Okay. So you notice I said precise mathematical language and now I’m showing you a Clojure code. Lambda calculus is math. A subset of Clojure is Lambda calculus. So we can just use Clojure notation to represent our math. Also either there spec on here and spec is fairly well defined mathematically, I’m not a mathematician so I can’t say it’s perfectly well defined. But I feel like there’s an easy subset that you can see like makes a lot of sense and is well defined.
So we’re defining two types here. Cut out and shape. We’re defining a function. We’re not implementing it yet and we’re saying at the bottom it takes a cut out and it returns a shape. So this is our accessor. We can see what shape something is.
We can consruct shapes. So we have the type called color. Not saying what it is yet. Not implementing it and we have a function called rect that will return what I cut out. Takes a color width and height. Same for ellipse.
Now preservation of shape. What I mean by this is I can imagine like getting mixed up in quill and doing some weird transformation where now my rectangle isn’t a rectangle anymore. You know I don’t trust myself to not get into that mess. So what I’m saying is, if I translate it, if I move it around, it’s not gonna change the shape. So I’ve done that by making the spec say that the shape of the return value is the shape of the argument. I pass it and I’m doing the same for rotation.
Now preservation of color is very similar. The color of the return value is the color of the argument. Now this is just me covering my bases because I don’t trust myself when I’m implementing it. This is like TDD
Overlay order. So I want to be able to put something on top of something else. Just like construction paper and so I’m making a function called overlay. It takes two cutouts and it returns a new cutout.
But then, I hope you’re all seeing that this is a corner case because I said that all cutouts have a shape and a color. What is it? What’s the color of a green rectangle on top of a red rectangle? It doesn’t make sense. It doesn’t even make sense to ask it. So that’s a corner case and you want to avoid corner cases especially at this stage. Like it’s really early if you can eliminate the corner case. It’s gonna save you a lot of time. Why do you want to eliminate corner cases? We’re talking about making stuff that’s composable. Composable abstractions. So if you have a corner case, the best case scenario is there’s two branches. Two branches in your corner case because it’s like an if statement.
So if you compose two if statements, you now have four branches. They multiply if you compose again with another one. Another corner case. Now you have eight branches. You compose it again. You have sixteen branches. Now you have a thing that came from one of those sixteen branches. Which one did it come from? Well now you have to query the value itself to kind of figure out. In another if statement, which branch it comes from? This is how this is how messes happen and it’s why we feel that some things some api’s are not composable. So avoid them like the plague. You don’t want corner cases especially this early.
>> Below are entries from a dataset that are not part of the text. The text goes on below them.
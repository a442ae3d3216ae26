//! Rule set 6: colors progress across each row, rotation steps down each
//! column by 90 degrees.

use super::color::{wrong_color, COLOR_CYCLE_BY_LEVEL};
use super::{
    draw_by_level, draw_cycle, draw_shape, MatrixBuild, MatrixGrid, RuleParams, RuleStrategy,
};
use crate::matrix::catalog::RuleSetId;
use crate::matrix::cell::{CellContent, Rotation, ShapeColor};
use crate::matrix::primitives::{color_progression, rotate, RotationStep};
use crate::matrix::rng::PuzzleRng;

#[derive(Debug, Clone, Copy, Default)]
pub struct ColorRotationRule;

impl RuleStrategy for ColorRotationRule {
    fn rule_set(&self) -> RuleSetId {
        RuleSetId::Rotation90AndColor
    }

    fn build(&self, level: u8, rng: &mut dyn PuzzleRng) -> MatrixBuild {
        let kind = draw_shape(rng);
        let len = draw_by_level(rng, level, COLOR_CYCLE_BY_LEVEL);
        let cycle = draw_cycle(rng, &ShapeColor::ALL, len, 2);

        let step = RotationStep::Quarter;
        let first = CellContent::single(kind, cycle[0], 1, Rotation::Deg0);
        let mut row_starts = vec![first];
        for row in 1..3 {
            let next = rotate(&row_starts[row - 1], step);
            row_starts.push(next);
        }
        let grid =
            MatrixGrid::from_fn(|row, col| color_progression(&row_starts[row], &cycle, col));

        MatrixBuild {
            grid,
            params: RuleParams {
                base_count: 1,
                rotation_step: Some(step),
                color_cycle: cycle,
                ..RuleParams::default()
            },
        }
    }

    fn propose_distractor(
        &self,
        build: &MatrixBuild,
        rng: &mut dyn PuzzleRng,
    ) -> Option<CellContent> {
        let target = build.target();
        if rng.int_in_range(0, 1) == 0 {
            let rotation = target.rotation.turned(rng.int_in_range(1, 2) as i64);
            if rotation == target.rotation {
                return None;
            }
            Some(target.with_rotation(rotation))
        } else {
            wrong_color(target, &build.params.color_cycle, rng)
        }
    }
}

#[cfg(test)]
mod tests {
    use super::super::test_support::{distractor_signatures, for_each_build};
    use super::*;

    #[test]
    fn test_target_combines_both_rules() {
        for_each_build(&ColorRotationRule, |_, build| {
            let cycle = &build.params.color_cycle;
            let target = build.target();
            assert_eq!(target.color(), Some(cycle[2]));
            assert_eq!(target.rotation, Rotation::Deg180);
            assert_eq!(build.grid.get(1, 1).rotation, Rotation::Deg90);
            assert_eq!(build.grid.get(1, 1).color(), Some(cycle[1]));
        });
    }

    #[test]
    fn test_distractors_break_one_attribute() {
        for_each_build(&ColorRotationRule, |_, build| {
            let target = build.target();
            let mut rng = crate::matrix::rng::SeededRng::from_seed("one-attr");
            for _ in 0..50 {
                if let Some(d) = ColorRotationRule.propose_distractor(build, &mut rng) {
                    let rotation_changed = d.rotation != target.rotation;
                    let color_changed = d.color() != target.color();
                    assert!(rotation_changed ^ color_changed);
                }
            }
            let sigs = distractor_signatures(&ColorRotationRule, build, 200);
            assert_eq!(sigs.len(), 2 + build.params.color_cycle.len() - 1);
        });
    }
}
So we’re gonna redo overlay. I’m gonna find a new type called a collage. A collage is now a collection of things. Put on top of each other. Think the collection of cutouts and we have an overlay that takes a collage in a cutout. So the collage will start empty and we’ll add cutouts to it like a like of a reduction. Now we can define a test check property like a mathematical expression of what how it’s supposed to behave. And we’re basically saying for all cutouts and two different. I’m sorry for all collages and two different cutouts. If I put A and then B, it’s different from putting B and then A so I’m saying the order matters.
Okay. Rotation and translation independence. What I mean is you saw before, if I translate and then rotate it, it draws a different picture from rotating translate and I don’t want that to happen. So I’m going to constrain my system here. So I’m saying if I translate and then rotate, it’s equal to rotating and then translating. I’m just saying that as a constraint on my system, rotation is additive.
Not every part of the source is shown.